Store a Workflow ID in a Workflow field and reference it in other places. This is most commonly used as an Instance Field, for example if you know you will be referencing the regularly reference the same Workflow. A referenced Workflow field shows as text when included on a form or in instructions.
It is functionally similar to a short text field, and can be used interchangeably.
To find a Workflow’s ID, see How to reference a Workflow or Table by its name, field, or ID.
User type fields accept user names. Clicking on an entry stored in a user field links directly to that user profile page.
Check box fields are an easy way to add sections like “Click here to agree” or “Yes, please sign me up for the mailing list” to a web form. The text that appears next to the checkbox is set in the Checkbox Text field.
A checkbox field still requires a display name, and can optionally have a description. You can set the default state for checkboxes to checked or unchecked.
Email fields have built in validation and only accept properly formatted emails. This field verifies whether the syntax is correct, not whether it’s a valid email.
The password field obscures the entry by default. Password fields have a toggleable icon, which toggles visibility of the entry.
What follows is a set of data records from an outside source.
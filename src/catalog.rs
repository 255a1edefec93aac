//! Read-only introspection of the tables a source exposes.

use indexmap::IndexMap;
use std::collections::BTreeSet;
use tracing::{debug, info, warn};

use crate::{error::CallflowResult, source::SchemaSource};

/// Table list of one source, loaded once, with on-demand column lookup
pub struct SchemaCatalog<'a, S: SchemaSource> {
    source: &'a S,
    tables: BTreeSet<String>,
}

impl<'a, S: SchemaSource> SchemaCatalog<'a, S> {
    /// List the source's tables.
    ///
    /// Failing to list tables means the source is unusable; that error is the
    /// only one this module hands back to the caller.
    pub async fn load(source: &'a S) -> CallflowResult<Self> {
        let tables = source
            .list_tables()
            .await?;
        info!("[CATALOG] {} tables available", tables.len());
        Ok(Self { source, tables })
    }

    pub fn list_tables(&self) -> &BTreeSet<String> {
        &self.tables
    }

    pub fn has_table(&self, name: &str) -> bool {
        self.tables
            .contains(name)
    }

    /// Column name to declared type.
    ///
    /// Empty when the table is not in the catalog or the describe fails.
    pub async fn describe_table(&self, name: &str) -> IndexMap<String, String> {
        if !self.has_table(name) {
            debug!("[CATALOG] table {} not present", name);
            return IndexMap::new();
        }

        match self
            .source
            .describe_table(name)
            .await
        {
            Ok(columns) => {
                debug!("[CATALOG] {} has {} columns", name, columns.len());
                columns
            }
            Err(e) => {
                warn!("[CATALOG] could not describe {}: {}", name, e);
                IndexMap::new()
            }
        }
    }
}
⚠️ Heads-up: By default, field data is public. Be sure to set the field permissions to confidential or highly confidential if you intend to use this field with passwords or other confidential data. See Set the permissions and visibility of fields.
Catalytic has numerous actions to help convert data between field types:
- Field: Set value of a decimal field
- Field: Set value of an integer field
- Field: Set value of a text field
- Dates: Set value of a date field
- Field: Set the value of a multiple choice field
Date and date-time fields have additional actions that help convert between field types:
If incorrectly formatted data is added to a field, a fix task is created. For example, if an action attempts to add the text
Apple to an Integer type field, this will create a fix task.
Field types like the date and integer type have built in validation and only accept formatted data. For other custom validation, like for currency, PO numbers, phone numbers, or more, see the Apply entry validation to fields or Conditionally display text in instructions or emails article.
You can change a field’s type if necessary, like if you create a new field, or cases where an inferred field type is incorrect. The following instructions show how to change an Instance Field type. To change other fields, such as in an Assign task to a person action, navigate to the fields section of that action.
- From the Workflow Builder page, click to expand the Triggers and Fields section.
Select a field you wish to change the field type for.
- Navigate to the Type section. Set the type.
- Select at the top of the page.
See the Edit or remove fields in a row section of the Updating data tables article for instructions how to change field types from a data table view.
Changing a field’s type may result in unexpected changes to any past data the field collected and stored. For example, if a integer field is changed to true or false, all historical values will change to false.
With how field types are designed, it is recommended to test these changes outside of a production environment to verify all changes are acceptable.